The Second Circuit recently reviewed a broker-dealer's disclosure obligations to its customers regarding margin maintenance requirements for margin accounts.  In WC Capital Management, LLC v. UBS Securities, LLC (Docket No. 11-122-cv, decided Apr. 1, 2013) (Download WCCapitalvWillowCreek), the court held that a broker satisfies its disclosure obligations under Rule 10b-16(a) to disclose "conditions under which additional collateral can be required" when it discloses its generally applicable margin policies regarding the circumstances that may lead it to reevaluate the adequacy of the collateral in a customer's account and also indicates that more specific information about its margin policies is available.  In particular, the broker does not have to disclose "the precise, complex formulas it uses to calculate its collateral requirements."  Finally, Rule 10b-16(b)-- which requires brokers to provide at least 30 days written notice in advance of "any changes in the terms and conditions under which credit charges will be made" -- does not require the broker to provide advance notice before changing its margin policies.  The court specifically did not address whether customers have a private right of action under Rule 10b-16.

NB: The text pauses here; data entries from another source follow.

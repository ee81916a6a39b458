use std::fmt;
use std::str::FromStr;

use chrono::{DateTime, FixedOffset, NaiveDate};
use serde::{Deserialize, Serialize};

use crate::error::ValidationError;

/// Broad grouping used for display and catalog browsing.
#[derive(Debug, Clone, Copy, PartialEq, Eq, Hash, Serialize, Deserialize)]
#[serde(rename_all = "kebab-case")]
pub enum TaskCategory {
    SelfCare,
    Chore,
    Work,
    Social,
    Health,
    Fun,
}

impl TaskCategory {
    pub fn as_str(self) -> &'static str {
        match self {
            TaskCategory::SelfCare => "self-care",
            TaskCategory::Chore => "chore",
            TaskCategory::Work => "work",
            TaskCategory::Social => "social",
            TaskCategory::Health => "health",
            TaskCategory::Fun => "fun",
        }
    }
}

impl fmt::Display for TaskCategory {
    fn fmt(&self, f: &mut fmt::Formatter<'_>) -> fmt::Result {
        f.write_str(self.as_str())
    }
}

impl FromStr for TaskCategory {
    type Err = ValidationError;

    fn from_str(s: &str) -> Result<Self, Self::Err> {
        match s.trim().to_ascii_lowercase().as_str() {
            "self-care" | "selfcare" => Ok(TaskCategory::SelfCare),
            "chore" => Ok(TaskCategory::Chore),
            "work" => Ok(TaskCategory::Work),
            "social" => Ok(TaskCategory::Social),
            "health" => Ok(TaskCategory::Health),
            "fun" => Ok(TaskCategory::Fun),
            other => Err(ValidationError::InvalidValue {
                field: "category".into(),
                message: format!("unknown category '{other}'"),
            }),
        }
    }
}

/// Effort level, serialized as 1, 2 or 3.
#[derive(Debug, Clone, Copy, PartialEq, Eq, PartialOrd, Ord, Hash, Serialize, Deserialize)]
#[serde(try_from = "u8", into = "u8")]
pub enum Difficulty {
    Easy = 1,
    Medium = 2,
    Hard = 3,
}

impl TryFrom<u8> for Difficulty {
    type Error = ValidationError;

    fn try_from(value: u8) -> Result<Self, Self::Error> {
        match value {
            1 => Ok(Difficulty::Easy),
            2 => Ok(Difficulty::Medium),
            3 => Ok(Difficulty::Hard),
            other => Err(ValidationError::InvalidValue {
                field: "difficulty".into(),
                message: format!("must be 1, 2 or 3; got {other}"),
            }),
        }
    }
}

impl From<Difficulty> for u8 {
    fn from(d: Difficulty) -> u8 {
        d as u8
    }
}

/// A single thing to do.
///
/// `completed_at` moves from `None` to a timestamp exactly once.
#[derive(Debug, Clone, PartialEq, Serialize, Deserialize)]
pub struct Task {
    pub id: String,
    pub title: String,
    pub emoji: String,
    pub category: TaskCategory,
    pub difficulty: Difficulty,
    pub coin_reward: u64,
    pub estimated_minutes: u32,
    pub completed_at: Option<DateTime<FixedOffset>>,
    pub created_at: DateTime<FixedOffset>,
    pub is_custom: bool,
}

impl Task {
    pub fn is_completed(&self) -> bool {
        self.completed_at.is_some()
    }

    /// Whether the task was completed on the given local calendar day.
    pub fn completed_on(&self, day: NaiveDate) -> bool {
        self.completed_at.is_some_and(|at| at.date_naive() == day)
    }
}

/// Fields supplied when adding a task; id and timestamps are assigned by the store.
#[derive(Debug, Clone, PartialEq, Serialize, Deserialize)]
pub struct NewTask {
    pub title: String,
    pub emoji: String,
    pub category: TaskCategory,
    pub difficulty: Difficulty,
    pub coin_reward: u64,
    pub estimated_minutes: u32,
    pub is_custom: bool,
}

impl NewTask {
    /// A user-created task.
    pub fn custom(
        title: impl Into<String>,
        category: TaskCategory,
        difficulty: Difficulty,
        estimated_minutes: u32,
    ) -> Self {
        let coin_reward = match difficulty {
            Difficulty::Easy => 5,
            Difficulty::Medium => 15,
            Difficulty::Hard => 30,
        };
        Self {
            title: title.into(),
            emoji: "✏️".into(),
            category,
            difficulty,
            coin_reward,
            estimated_minutes,
            is_custom: true,
        }
    }

    /// Materialize into a stored task.
    pub fn into_task(self, id: String, created_at: DateTime<FixedOffset>) -> Task {
        Task {
            id,
            title: self.title,
            emoji: self.emoji,
            category: self.category,
            difficulty: self.difficulty,
            coin_reward: self.coin_reward,
            estimated_minutes: self.estimated_minutes,
            completed_at: None,
            created_at,
            is_custom: self.is_custom,
        }
    }

    /// # Errors
    /// Rejects a blank title or a zero time estimate.
    pub fn validate(&self) -> Result<(), ValidationError> {
        if self.title.trim().is_empty() {
            return Err(ValidationError::InvalidValue {
                field: "title".into(),
                message: "must not be empty".into(),
            });
        }
        if self.estimated_minutes == 0 {
            return Err(ValidationError::InvalidValue {
                field: "estimated_minutes".into(),
                message: "must be greater than zero".into(),
            });
        }
        Ok(())
    }
}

The SEC filed an amicus brief in support of UBS's interpretation of Rule 10b-16.  It explained that the Rule is purely a disclosure rule that does not require broker-dealers to adopt particular margin policies; it only requires that firms that do adopt such policies provide "useful guidance" to investors.  More detailed information about margin policies may not, in fact, be useful to investors because brokerage firms may change their margin policies without notice.  Hence, investors are "better served by the disclosure of relevant factors with an explicit warning that the brokerage firms can impose different requirements at any time."

With respect to the Rule 10b-16(b) claim, the court relied on the Rule's plain meaning, as well as the SEC's long-held interpretation, that margin policies and credit charges are two separate concepts.